OSTrails Reference Architecture V1: The Foundation for Interoperable Research Tools

Today’s research depends on a wide variety of digital tools and platforms. However, these systems frequently operate in isolation. Researchers repeatedly enter the same information across systems. Support staff find it difficult to connect research outputs across different systems. Infrastructure teams must manage complex integrations. Funders and policymakers, meanwhile, are left without consistent or reliable insights.

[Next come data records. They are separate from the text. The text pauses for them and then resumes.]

//! Run command implementation
//!
//! Startup order matters: configuration errors are reported before any
//! database connection is opened, and once a connection exists it is closed
//! exactly once whatever happens to the run.

use anyhow::{Context, Result};
use chrono::Utc;
use mr_core::resolve_against_root;
use mr_db::DatabaseUrl;
use mr_runner::logger::timestamp;
use mr_runner::{log_summary, run_and_close, write_report, ExecutionPlan, RunLogger};
use std::fmt::Display;

use crate::cli::{GlobalArgs, RunArgs};
use crate::commands::common::{build_run_config, ExitCode};

/// Execute the run command
pub(crate) async fn execute(args: &RunArgs, global: &GlobalArgs) -> Result<()> {
    execute_with(args, global, true).await
}

async fn execute_with(args: &RunArgs, global: &GlobalArgs, echo: bool) -> Result<()> {
    let Some(raw_url) = global
        .database_url
        .as_deref()
        .filter(|url| !url.trim().is_empty())
    else {
        eprintln!("[{}] [FATAL] DATABASE_URL is not set", timestamp());
        return Err(ExitCode(1).into());
    };
    let url = DatabaseUrl::parse(raw_url).context("Invalid DATABASE_URL")?;

    let config = build_run_config(args, global, Utc::now());
    log::debug!("run config: {config:?}");
    let logger = RunLogger::open(&config.log_file).context("Failed to open run log")?;
    let mut logger = if echo { logger } else { logger.without_echo() };

    let plan = match ExecutionPlan::resolve(&config) {
        Ok(plan) => plan,
        Err(e) => return fatal(&mut logger, e),
    };

    logger.log(format!("Connecting to {url}"))?;
    let db = match mr_db::connect_url(&url).await {
        Ok(db) => db,
        Err(e) => return fatal(&mut logger, e),
    };

    let report = run_and_close(db.as_ref(), &plan, &config, &mut logger).await?;
    log_summary(&mut logger, &report)?;

    if let Some(path) = &args.report_file {
        let path = resolve_against_root(&config.repo_root, path);
        write_report(&report, &path)?;
        logger.log(format!("Report written to {}", path.display()))?;
    }

    if let Some(reason) = &report.aborted {
        logger.fatal(format!("Run aborted: {reason}"))?;
        return Err(ExitCode(1).into());
    }
    if report.stats.has_failures() {
        return Err(ExitCode(1).into());
    }
    Ok(())
}

/// Log `err` as a fatal line and exit non-zero
fn fatal(logger: &mut RunLogger, err: impl Display) -> Result<()> {
    logger.fatal(err.to_string())?;
    Err(ExitCode(1).into())
}

#[cfg(test)]
mod tests {
    use super::*;
    use mr_core::{MigrationEntry, CORE_EXISTING};
    use std::fs;
    use std::path::Path;

    fn seed_repo(root: &Path, fail_on: Option<&str>) {
        for entry in CORE_EXISTING {
            let path = root.join(entry.file);
            fs::create_dir_all(path.parent().unwrap()).unwrap();
            fs::write(&path, sql_for(entry, fail_on)).unwrap();
        }
    }

    fn sql_for(entry: &MigrationEntry, fail_on: Option<&str>) -> String {
        let stem = entry.basename().trim_end_matches(".sql");
        if fail_on == Some(entry.basename()) {
            return "SELECT * FROM no_such_table;".to_string();
        }
        match stem {
            "001_campaign_slug" => {
                "CREATE TABLE IF NOT EXISTS donatur (id INTEGER, no_hp VARCHAR);".to_string()
            }
            "004_donatur_contact_rename" => {
                "ALTER TABLE donatur RENAME COLUMN no_hp TO phone;".to_string()
            }
            _ => format!("CREATE TABLE IF NOT EXISTS t_{stem} (id INTEGER);"),
        }
    }

    fn global(root: &Path, url: Option<String>) -> GlobalArgs {
        GlobalArgs {
            verbose: false,
            project_dir: root.to_path_buf(),
            database_url: url,
        }
    }

    fn duckdb_url(root: &Path) -> Option<String> {
        Some(format!("duckdb://{}", root.join("app.duckdb").display()))
    }

    fn exit_code(result: Result<()>) -> Option<i32> {
        result.err().and_then(|e| e.downcast_ref::<ExitCode>().map(|ec| ec.0))
    }

    fn args_with_log(root: &Path) -> RunArgs {
        RunArgs {
            log_file: Some(root.join("run.log")),
            ..RunArgs::default()
        }
    }

    #[tokio::test]
    async fn test_missing_database_url_is_fatal() {
        let dir = tempfile::tempdir().unwrap();
        let args = args_with_log(dir.path());
        let result = execute_with(&args, &global(dir.path(), None), false).await;
        assert_eq!(exit_code(result), Some(1));
        // Nothing else happens, not even the log file.
        assert!(!dir.path().join("run.log").exists());
    }

    #[tokio::test]
    async fn test_unsupported_url_is_error() {
        let dir = tempfile::tempdir().unwrap();
        let args = args_with_log(dir.path());
        let url = Some("mysql://root@localhost/app".to_string());
        let result = execute_with(&args, &global(dir.path(), url), false).await;
        let err = result.unwrap_err();
        assert!(format!("{err:#}").contains("mysql"));
    }

    #[tokio::test]
    async fn test_keyvalue_url_goes_to_postgres() {
        let dir = tempfile::tempdir().unwrap();
        seed_repo(dir.path(), None);
        let args = args_with_log(dir.path());
        let url = Some("host=127.0.0.1 port=1 user=app dbname=donasi sslmode=disable".to_string());
        let result = execute_with(&args, &global(dir.path(), url), false).await;

        assert_eq!(exit_code(result), Some(1));
        let log = fs::read_to_string(dir.path().join("run.log")).unwrap();
        assert!(log.contains("Connecting to host=127.0.0.1 port=1"));
        assert!(log.contains("[FATAL] [D001]"));
        assert!(!log.contains("Result: SUCCESS"));
    }

    #[tokio::test]
    async fn test_unknown_range_is_fatal_before_connecting() {
        let dir = tempfile::tempdir().unwrap();
        seed_repo(dir.path(), None);
        let args = RunArgs {
            from: Some("999_missing.sql".to_string()),
            ..args_with_log(dir.path())
        };
        let result = execute_with(&args, &global(dir.path(), duckdb_url(dir.path())), false).await;

        assert_eq!(exit_code(result), Some(1));
        let log = fs::read_to_string(dir.path().join("run.log")).unwrap();
        assert!(log.contains("[FATAL] [M001] --from entry not found in manifest: 999_missing.sql"));
        assert!(!dir.path().join("app.duckdb").exists());
    }

    #[tokio::test]
    async fn test_successful_run_exits_zero_and_writes_report() {
        let dir = tempfile::tempdir().unwrap();
        seed_repo(dir.path(), None);
        let args = RunArgs {
            report_file: Some("reports/run.json".into()),
            ..args_with_log(dir.path())
        };
        let result = execute_with(&args, &global(dir.path(), duckdb_url(dir.path())), false).await;

        assert!(result.is_ok());
        let log = fs::read_to_string(dir.path().join("run.log")).unwrap();
        assert!(log.contains("Connecting to duckdb://"));
        assert!(log.contains("Executed:             9"));
        assert!(log.contains("Result: SUCCESS"));
        assert!(dir.path().join("reports/run.json").exists());
    }

    #[tokio::test]
    async fn test_failures_exit_non_zero_with_continue_on_error() {
        let dir = tempfile::tempdir().unwrap();
        seed_repo(dir.path(), Some("005_revenue_sharing.sql"));
        let args = RunArgs {
            continue_on_error: true,
            ..args_with_log(dir.path())
        };
        let result = execute_with(&args, &global(dir.path(), duckdb_url(dir.path())), false).await;

        assert_eq!(exit_code(result), Some(1));
        let log = fs::read_to_string(dir.path().join("run.log")).unwrap();
        assert!(log.contains("Failed:               1"));
        assert!(log.contains("Executed:             8"));
        assert!(log.contains("Result: COMPLETED WITH FAILURES"));
        assert!(!log.contains("Run aborted"));
    }

    #[tokio::test]
    async fn test_abort_is_logged_fatal() {
        let dir = tempfile::tempdir().unwrap();
        seed_repo(dir.path(), Some("002_mustahiq_master.sql"));
        let args = args_with_log(dir.path());
        let result = execute_with(&args, &global(dir.path(), duckdb_url(dir.path())), false).await;

        assert_eq!(exit_code(result), Some(1));
        let log = fs::read_to_string(dir.path().join("run.log")).unwrap();
        assert!(log.contains("[FATAL] Run aborted: packages/db/migrations/002_mustahiq_master.sql"));
    }

    #[tokio::test]
    async fn test_skips_only_exits_zero() {
        let dir = tempfile::tempdir().unwrap();
        seed_repo(dir.path(), None);
        let args = RunArgs {
            dry_run: true,
            ..args_with_log(dir.path())
        };
        let result = execute_with(&args, &global(dir.path(), duckdb_url(dir.path())), false).await;
        assert!(result.is_ok());
    }
}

The OSTrails Interoperability Reference Architecture has been designed to address these challenges. It provides a flexible, standards-based blueprint that enables research tools and services to communicate and work together in a connected, interoperable ecosystem. In doing so, it supports more efficient workflows, improves transparency, and strengthens the connections between systems across the research lifecycle.
Key Takeaways
Connects research tools through a flexible, standards-based architecture
Built on the PTA Framework for interoperability across the research lifecycle
Integrates three core components: DMP-IF, SKG-IF, and FAIR-IF
Supports researchers, support staff, developers, infrastructure teams, and funders
Ready for real-world testing, with updates guided by pilot results and community feedback
A Blueprint for Connecting Research Tools
The Reference Architecture is not a new tool. Instead, it is a shared framework that defines how existing platforms involved in research data management, such as Data Management Planning (DMP) platforms, Scholarly/ Scientific Knowledge Graphs (SKG), and FAIR assessment tools, can interact using common standards and APIs. Rather than enforcing a one-size-fits-all solution, the architecture supports adaptation to local contexts while maintaining interoperability across the wider Open Science ecosystem.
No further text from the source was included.